TRAPS is the second most common disease among hereditary periodic fever syndromes next to familial Mediterranean fever. To date, there have been more than 140 patients with TRAPS identified [3]. Although most of the reported families with TRAPS are of northern European ancestry including Irish, Scottish, Finnish, French and Dutch populations, families of other ethnic groups such as Jewish, Arab, and Puerto-Rican have also been described. Simon et al. [6] has reported a female case of Dutch-Indonesian descent with C70Y mutation. In this case, the authors stated that it was unclear whether the disease originated from the Dutch or Indonesian side of the family. The presented case is the first confirmed TRAPS patient in an eastern Asian population. This supports a concept that TRAPS is more common worldwide than previously appreciated [2].

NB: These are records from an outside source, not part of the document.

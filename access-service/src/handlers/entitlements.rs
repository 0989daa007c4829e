//! Requestable targets and provider argument options.

use axum::{
    extract::{Path, Query, State},
    Json,
};
use service_core::error::AppError;

use super::require_admin;
use crate::dtos::{ArgOptionsParams, ListResponse, PageParams, PutTargetRequest};
use crate::models::{ArgOptions, AuthenticatedUser, CachedTarget};
use crate::startup::AppState;
use crate::utils::ValidatedJson;

pub async fn list_targets(
    State(state): State<AppState>,
    user: AuthenticatedUser,
    Query(params): Query<PageParams>,
) -> Result<Json<ListResponse<CachedTarget>>, AppError> {
    let page = state
        .access
        .list_entitlement_targets(&user, params.next_token.as_deref())
        .await?;
    Ok(Json(page.into()))
}

pub async fn put_target(
    State(state): State<AppState>,
    user: AuthenticatedUser,
    Path(id): Path<String>,
    ValidatedJson(req): ValidatedJson<PutTargetRequest>,
) -> Result<Json<CachedTarget>, AppError> {
    require_admin(&state, &user).await?;
    let target = state.access.put_entitlement_target(req.into_target(id)).await?;
    Ok(Json(target))
}

pub async fn list_arg_options(
    State(state): State<AppState>,
    user: AuthenticatedUser,
    Path((provider_id, arg_id)): Path<(String, String)>,
    Query(params): Query<ArgOptionsParams>,
) -> Result<Json<ArgOptions>, AppError> {
    let options = state
        .arg_options
        .list_for_user(&user, &provider_id, &arg_id, params.refresh)
        .await?;
    Ok(Json(options))
}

TNFR1 is one of the two receptors for TNF-α, a multifunctional cytokine with pro-inflammatory, cytotoxic, cytokine-inducing and anti-viral activities. In its extracellular portion, TNFR1 has four cysteine-rich domains (CRDs), where six cysteine residues form three disulphide bonds. To date, 32 TRAPS-associated mutations of TNFRSF1A have been registered in the INFEVERS database (http://fmf.igh.cnrs.fr/infevers/) [5]. All these mutations reside in exons 2–4 encoding CRD1 and CRD2, except F112I corresponding to CRD3 and a splice-junction mutation in intron 3. The majority of the documented mutations are those with substitution of cysteine residues. We identified a novel mutation, C70S, in the presented family. Similar to the reported mutations of the same cysteine residue (C70R, C70Y), this mutation disrupts one of the three disulphide bonds in CRD2. It has been postulated that subsequent structural changes in the extracelluar domain of the protein leads to sustained activation of TNF-α-mediated pathway through impaired shedding of activated receptor and resultant decreased down-regulation of TNFR1 on the cell surface and diminished antagonistic activities of sTNFR1 in plasma [4].

It is notable that patient’s sister was asymptomatic and their mother showed mild symptoms. Both of them had the same mutation as the proband and showed decreased level of sTNFR1. McDermott et al. [4] reported significant differences in sTNFR1 levels between mutation carriers not experiencing attacks and normal individuals. These findings suggested that a decreased plasma level of sTNFR1 is directly related to genotype but is not the critical factor in the development of febrile attacks. In the C70Y mutation, two of the ten mutation-positive family members were asymptomatic, showing a penetrance of 80% [6]. Reduced penetrance described in some TRAPS mutations has been hypothetically explained by gene environment interactions, polymorphisms of background genes involved in TNF-α signalling pathways and varying thresholds for modifier protein function [1]. These factors may contribute to the discrepancy between genotype and phenotype in the presented family. In addition, as the onset age of TRAPS ranges from 2 weeks to 53 years of age [3], it is possible that the patient’s sister will develop symptoms later in life.

It is not uncommon for paediatricians to see children and young adults with recurrent fever of unknown origin. Our case indicated the need to include TRAPS in the differential diagnosis of such patients, even in ethnic groups in which no TRAPS case has been documented.